Provided data
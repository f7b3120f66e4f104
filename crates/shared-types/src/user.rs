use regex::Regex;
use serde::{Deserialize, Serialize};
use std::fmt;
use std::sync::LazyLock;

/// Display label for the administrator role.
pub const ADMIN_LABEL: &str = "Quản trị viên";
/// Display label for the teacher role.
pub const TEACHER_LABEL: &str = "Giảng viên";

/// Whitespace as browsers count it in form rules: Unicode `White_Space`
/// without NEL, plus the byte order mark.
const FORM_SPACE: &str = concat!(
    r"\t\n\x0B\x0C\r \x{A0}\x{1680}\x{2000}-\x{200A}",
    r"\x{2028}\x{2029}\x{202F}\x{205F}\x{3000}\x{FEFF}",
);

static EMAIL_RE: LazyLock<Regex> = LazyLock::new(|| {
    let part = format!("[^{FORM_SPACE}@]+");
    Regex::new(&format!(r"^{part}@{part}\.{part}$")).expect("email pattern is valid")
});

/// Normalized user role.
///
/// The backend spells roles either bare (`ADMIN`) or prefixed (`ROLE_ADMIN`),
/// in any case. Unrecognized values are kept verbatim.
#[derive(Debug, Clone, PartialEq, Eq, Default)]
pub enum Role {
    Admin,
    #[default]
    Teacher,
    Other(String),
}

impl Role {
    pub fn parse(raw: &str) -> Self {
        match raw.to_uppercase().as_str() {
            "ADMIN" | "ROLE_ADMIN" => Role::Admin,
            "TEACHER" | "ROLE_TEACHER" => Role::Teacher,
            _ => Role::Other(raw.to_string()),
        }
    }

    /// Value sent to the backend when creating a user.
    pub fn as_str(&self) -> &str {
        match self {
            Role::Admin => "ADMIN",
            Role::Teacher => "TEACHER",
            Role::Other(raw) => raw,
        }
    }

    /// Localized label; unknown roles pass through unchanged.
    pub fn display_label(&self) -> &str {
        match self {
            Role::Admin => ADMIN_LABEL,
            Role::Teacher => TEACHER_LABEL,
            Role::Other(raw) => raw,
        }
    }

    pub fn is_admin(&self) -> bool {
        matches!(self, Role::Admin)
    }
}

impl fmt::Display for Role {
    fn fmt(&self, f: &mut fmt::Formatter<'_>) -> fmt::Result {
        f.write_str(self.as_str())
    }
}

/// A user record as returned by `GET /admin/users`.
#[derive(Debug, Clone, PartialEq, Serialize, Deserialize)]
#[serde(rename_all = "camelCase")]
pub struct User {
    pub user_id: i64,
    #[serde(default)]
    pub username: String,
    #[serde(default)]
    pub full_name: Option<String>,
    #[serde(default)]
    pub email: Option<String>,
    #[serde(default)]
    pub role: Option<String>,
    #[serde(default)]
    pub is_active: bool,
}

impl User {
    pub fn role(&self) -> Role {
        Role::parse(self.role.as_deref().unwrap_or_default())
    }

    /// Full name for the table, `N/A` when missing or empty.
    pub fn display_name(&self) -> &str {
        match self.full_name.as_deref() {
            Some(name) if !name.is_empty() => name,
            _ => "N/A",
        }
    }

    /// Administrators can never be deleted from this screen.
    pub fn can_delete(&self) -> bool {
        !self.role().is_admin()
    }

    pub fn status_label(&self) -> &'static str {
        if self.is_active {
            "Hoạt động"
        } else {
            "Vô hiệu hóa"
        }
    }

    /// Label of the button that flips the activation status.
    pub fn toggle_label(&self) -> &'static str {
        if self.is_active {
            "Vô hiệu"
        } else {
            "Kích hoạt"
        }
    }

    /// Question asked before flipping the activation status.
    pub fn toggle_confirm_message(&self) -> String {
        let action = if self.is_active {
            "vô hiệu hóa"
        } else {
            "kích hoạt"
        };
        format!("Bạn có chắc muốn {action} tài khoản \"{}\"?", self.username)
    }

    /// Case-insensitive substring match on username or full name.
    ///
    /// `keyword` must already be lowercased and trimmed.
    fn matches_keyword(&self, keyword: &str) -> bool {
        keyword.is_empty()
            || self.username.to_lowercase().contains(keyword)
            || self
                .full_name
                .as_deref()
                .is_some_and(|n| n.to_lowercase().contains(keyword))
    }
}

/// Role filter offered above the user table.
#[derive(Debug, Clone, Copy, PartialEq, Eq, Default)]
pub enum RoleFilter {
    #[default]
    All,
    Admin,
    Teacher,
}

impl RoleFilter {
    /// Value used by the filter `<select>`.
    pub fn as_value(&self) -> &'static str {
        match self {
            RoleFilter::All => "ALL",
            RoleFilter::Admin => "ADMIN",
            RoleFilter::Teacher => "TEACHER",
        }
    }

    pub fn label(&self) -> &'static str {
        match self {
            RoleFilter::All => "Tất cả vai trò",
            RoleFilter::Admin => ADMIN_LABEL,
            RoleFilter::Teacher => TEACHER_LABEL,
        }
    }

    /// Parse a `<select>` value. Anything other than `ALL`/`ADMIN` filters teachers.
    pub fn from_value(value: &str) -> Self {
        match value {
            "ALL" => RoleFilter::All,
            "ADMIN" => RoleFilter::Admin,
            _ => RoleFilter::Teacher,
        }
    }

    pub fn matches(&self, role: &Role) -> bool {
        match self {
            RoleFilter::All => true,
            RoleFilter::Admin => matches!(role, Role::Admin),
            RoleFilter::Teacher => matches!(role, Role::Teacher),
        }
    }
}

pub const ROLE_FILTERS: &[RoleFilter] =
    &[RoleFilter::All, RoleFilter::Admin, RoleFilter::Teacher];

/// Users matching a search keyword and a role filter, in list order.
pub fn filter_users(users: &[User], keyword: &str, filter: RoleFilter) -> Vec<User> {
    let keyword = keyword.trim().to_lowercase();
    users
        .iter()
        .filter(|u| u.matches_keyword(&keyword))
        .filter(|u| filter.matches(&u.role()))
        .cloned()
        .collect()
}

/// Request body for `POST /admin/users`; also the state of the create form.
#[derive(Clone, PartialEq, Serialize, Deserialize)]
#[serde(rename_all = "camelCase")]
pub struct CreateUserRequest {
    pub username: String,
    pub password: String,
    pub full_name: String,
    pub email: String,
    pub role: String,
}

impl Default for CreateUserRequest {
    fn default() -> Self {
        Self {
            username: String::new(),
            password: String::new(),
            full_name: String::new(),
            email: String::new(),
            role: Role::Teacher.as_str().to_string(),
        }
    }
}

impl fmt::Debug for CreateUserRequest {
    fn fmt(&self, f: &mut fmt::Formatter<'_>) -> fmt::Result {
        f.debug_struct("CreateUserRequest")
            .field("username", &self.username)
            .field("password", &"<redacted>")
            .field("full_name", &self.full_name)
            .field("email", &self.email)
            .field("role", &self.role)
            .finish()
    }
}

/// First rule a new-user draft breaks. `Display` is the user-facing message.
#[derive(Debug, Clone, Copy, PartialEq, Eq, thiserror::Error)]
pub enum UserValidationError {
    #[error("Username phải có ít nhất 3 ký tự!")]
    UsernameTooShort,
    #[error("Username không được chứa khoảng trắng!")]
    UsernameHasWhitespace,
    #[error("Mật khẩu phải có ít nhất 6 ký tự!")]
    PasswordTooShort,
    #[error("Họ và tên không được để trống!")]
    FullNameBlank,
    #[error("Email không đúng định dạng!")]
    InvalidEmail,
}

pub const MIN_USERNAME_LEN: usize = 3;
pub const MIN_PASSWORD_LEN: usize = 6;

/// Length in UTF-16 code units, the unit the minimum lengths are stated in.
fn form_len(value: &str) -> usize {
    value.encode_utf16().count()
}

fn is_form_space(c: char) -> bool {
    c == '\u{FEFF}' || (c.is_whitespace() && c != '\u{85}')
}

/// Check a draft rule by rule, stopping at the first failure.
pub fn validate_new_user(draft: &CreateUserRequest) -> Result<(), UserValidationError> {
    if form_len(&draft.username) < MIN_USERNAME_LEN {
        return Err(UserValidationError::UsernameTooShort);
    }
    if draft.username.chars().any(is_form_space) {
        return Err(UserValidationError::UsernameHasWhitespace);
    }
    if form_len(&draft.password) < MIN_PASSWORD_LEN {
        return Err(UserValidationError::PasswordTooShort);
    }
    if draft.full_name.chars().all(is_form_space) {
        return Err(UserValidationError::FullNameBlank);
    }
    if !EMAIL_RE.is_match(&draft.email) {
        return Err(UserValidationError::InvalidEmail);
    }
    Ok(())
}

* * *

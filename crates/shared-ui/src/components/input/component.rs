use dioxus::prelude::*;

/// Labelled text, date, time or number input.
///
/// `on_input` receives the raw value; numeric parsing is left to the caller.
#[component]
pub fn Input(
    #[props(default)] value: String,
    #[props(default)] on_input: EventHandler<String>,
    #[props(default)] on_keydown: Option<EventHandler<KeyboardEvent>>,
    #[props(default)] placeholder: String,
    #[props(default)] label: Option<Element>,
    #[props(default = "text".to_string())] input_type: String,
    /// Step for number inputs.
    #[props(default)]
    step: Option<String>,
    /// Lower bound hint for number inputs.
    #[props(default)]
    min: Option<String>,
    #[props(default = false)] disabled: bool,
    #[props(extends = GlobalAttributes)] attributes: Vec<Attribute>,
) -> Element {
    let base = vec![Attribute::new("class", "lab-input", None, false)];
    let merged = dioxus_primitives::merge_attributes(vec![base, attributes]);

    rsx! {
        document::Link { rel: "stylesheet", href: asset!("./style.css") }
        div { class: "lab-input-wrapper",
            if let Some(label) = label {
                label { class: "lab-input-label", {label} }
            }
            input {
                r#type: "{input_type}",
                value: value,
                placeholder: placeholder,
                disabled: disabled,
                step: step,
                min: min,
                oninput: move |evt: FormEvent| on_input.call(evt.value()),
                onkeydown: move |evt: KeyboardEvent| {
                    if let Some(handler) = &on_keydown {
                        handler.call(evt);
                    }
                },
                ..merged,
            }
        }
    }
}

...

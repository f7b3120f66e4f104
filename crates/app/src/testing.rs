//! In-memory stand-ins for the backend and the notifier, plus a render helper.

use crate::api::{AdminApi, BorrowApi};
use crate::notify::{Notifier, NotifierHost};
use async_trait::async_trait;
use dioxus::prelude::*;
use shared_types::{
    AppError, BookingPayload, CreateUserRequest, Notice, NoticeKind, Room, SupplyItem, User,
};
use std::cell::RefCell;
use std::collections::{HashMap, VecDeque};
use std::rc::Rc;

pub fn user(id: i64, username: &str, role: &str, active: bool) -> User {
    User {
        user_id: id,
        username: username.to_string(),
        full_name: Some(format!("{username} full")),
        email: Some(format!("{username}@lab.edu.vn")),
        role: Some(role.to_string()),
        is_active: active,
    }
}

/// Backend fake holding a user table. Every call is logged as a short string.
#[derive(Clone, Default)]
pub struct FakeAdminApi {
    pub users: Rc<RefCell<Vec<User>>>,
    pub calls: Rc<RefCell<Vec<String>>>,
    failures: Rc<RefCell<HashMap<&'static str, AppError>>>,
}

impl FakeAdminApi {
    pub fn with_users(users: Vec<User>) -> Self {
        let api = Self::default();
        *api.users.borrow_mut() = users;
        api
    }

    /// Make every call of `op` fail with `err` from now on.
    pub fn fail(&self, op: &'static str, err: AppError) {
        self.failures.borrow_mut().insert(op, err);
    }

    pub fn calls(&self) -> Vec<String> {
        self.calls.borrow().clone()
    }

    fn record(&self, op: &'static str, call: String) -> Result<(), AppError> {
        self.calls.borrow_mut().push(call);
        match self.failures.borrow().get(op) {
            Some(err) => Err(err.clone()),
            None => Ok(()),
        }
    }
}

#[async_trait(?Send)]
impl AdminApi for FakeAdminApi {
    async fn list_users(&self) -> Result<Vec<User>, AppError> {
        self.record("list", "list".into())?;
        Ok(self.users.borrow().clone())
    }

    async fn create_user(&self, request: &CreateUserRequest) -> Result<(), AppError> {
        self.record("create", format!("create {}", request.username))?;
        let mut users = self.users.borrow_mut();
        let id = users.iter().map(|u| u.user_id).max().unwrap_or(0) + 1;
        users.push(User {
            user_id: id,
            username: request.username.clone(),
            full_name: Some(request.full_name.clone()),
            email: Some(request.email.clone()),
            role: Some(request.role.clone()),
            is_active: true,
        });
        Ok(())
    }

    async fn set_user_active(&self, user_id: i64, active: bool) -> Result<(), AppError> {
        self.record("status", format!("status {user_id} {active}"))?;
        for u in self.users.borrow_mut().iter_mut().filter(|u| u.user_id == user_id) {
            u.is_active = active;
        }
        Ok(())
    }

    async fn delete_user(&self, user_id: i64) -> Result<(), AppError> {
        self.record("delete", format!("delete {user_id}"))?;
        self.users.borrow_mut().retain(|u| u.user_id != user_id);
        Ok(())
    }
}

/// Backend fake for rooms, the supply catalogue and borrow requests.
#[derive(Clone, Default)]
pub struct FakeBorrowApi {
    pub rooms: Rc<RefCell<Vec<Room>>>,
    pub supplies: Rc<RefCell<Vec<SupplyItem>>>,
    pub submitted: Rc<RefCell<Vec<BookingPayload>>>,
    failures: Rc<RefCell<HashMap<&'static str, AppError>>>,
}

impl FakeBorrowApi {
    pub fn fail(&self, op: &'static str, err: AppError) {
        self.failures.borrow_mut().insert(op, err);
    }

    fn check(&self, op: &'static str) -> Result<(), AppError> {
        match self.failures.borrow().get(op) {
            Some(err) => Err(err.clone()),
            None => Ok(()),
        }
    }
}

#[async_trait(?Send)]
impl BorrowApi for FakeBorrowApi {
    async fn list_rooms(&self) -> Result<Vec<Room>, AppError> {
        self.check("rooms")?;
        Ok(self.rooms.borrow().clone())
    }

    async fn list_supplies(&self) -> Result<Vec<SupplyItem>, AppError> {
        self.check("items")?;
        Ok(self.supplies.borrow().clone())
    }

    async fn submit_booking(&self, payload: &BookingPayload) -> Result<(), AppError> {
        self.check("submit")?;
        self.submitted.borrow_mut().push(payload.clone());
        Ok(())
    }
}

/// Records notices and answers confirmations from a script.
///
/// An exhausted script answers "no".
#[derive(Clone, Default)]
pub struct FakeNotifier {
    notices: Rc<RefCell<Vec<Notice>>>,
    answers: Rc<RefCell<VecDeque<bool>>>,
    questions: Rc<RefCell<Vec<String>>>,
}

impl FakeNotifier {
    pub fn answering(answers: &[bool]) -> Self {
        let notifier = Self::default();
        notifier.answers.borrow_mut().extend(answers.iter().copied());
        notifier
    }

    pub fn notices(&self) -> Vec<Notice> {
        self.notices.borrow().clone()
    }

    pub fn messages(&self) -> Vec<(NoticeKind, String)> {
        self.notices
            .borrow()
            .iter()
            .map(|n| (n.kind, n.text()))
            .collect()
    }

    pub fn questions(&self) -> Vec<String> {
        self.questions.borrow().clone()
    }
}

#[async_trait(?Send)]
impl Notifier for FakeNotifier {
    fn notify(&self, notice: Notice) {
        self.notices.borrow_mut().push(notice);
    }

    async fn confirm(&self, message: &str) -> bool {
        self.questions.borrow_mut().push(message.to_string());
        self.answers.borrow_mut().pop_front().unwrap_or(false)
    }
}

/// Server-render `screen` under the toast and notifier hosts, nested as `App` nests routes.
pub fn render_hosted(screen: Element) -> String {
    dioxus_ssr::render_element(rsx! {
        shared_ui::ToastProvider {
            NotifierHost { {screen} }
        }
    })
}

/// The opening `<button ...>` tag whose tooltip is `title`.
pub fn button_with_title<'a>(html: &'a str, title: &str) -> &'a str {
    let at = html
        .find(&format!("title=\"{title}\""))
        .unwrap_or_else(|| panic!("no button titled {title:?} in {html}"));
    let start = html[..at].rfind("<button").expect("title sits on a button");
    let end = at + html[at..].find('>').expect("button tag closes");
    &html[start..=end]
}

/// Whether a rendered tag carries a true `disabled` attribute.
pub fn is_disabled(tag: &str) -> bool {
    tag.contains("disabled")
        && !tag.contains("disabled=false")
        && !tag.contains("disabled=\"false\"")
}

Your instructions
What is needed is an exact copy of the lines above, from the one containing "self.calls.borrow().clone()" through the one containing "impl AdminApi for", with nothing added.

Task solution
        self.calls.borrow().clone()
    }

    fn record(&self, op: &'static str, call: String) -> Result<(), AppError> {
        self.calls.borrow_mut().push(call);
        match self.failures.borrow().get(op) {
            Some(err) => Err(err.clone()),
            None => Ok(()),
        }
    }
}

#[async_trait(?Send)]
impl AdminApi for FakeAdminApi {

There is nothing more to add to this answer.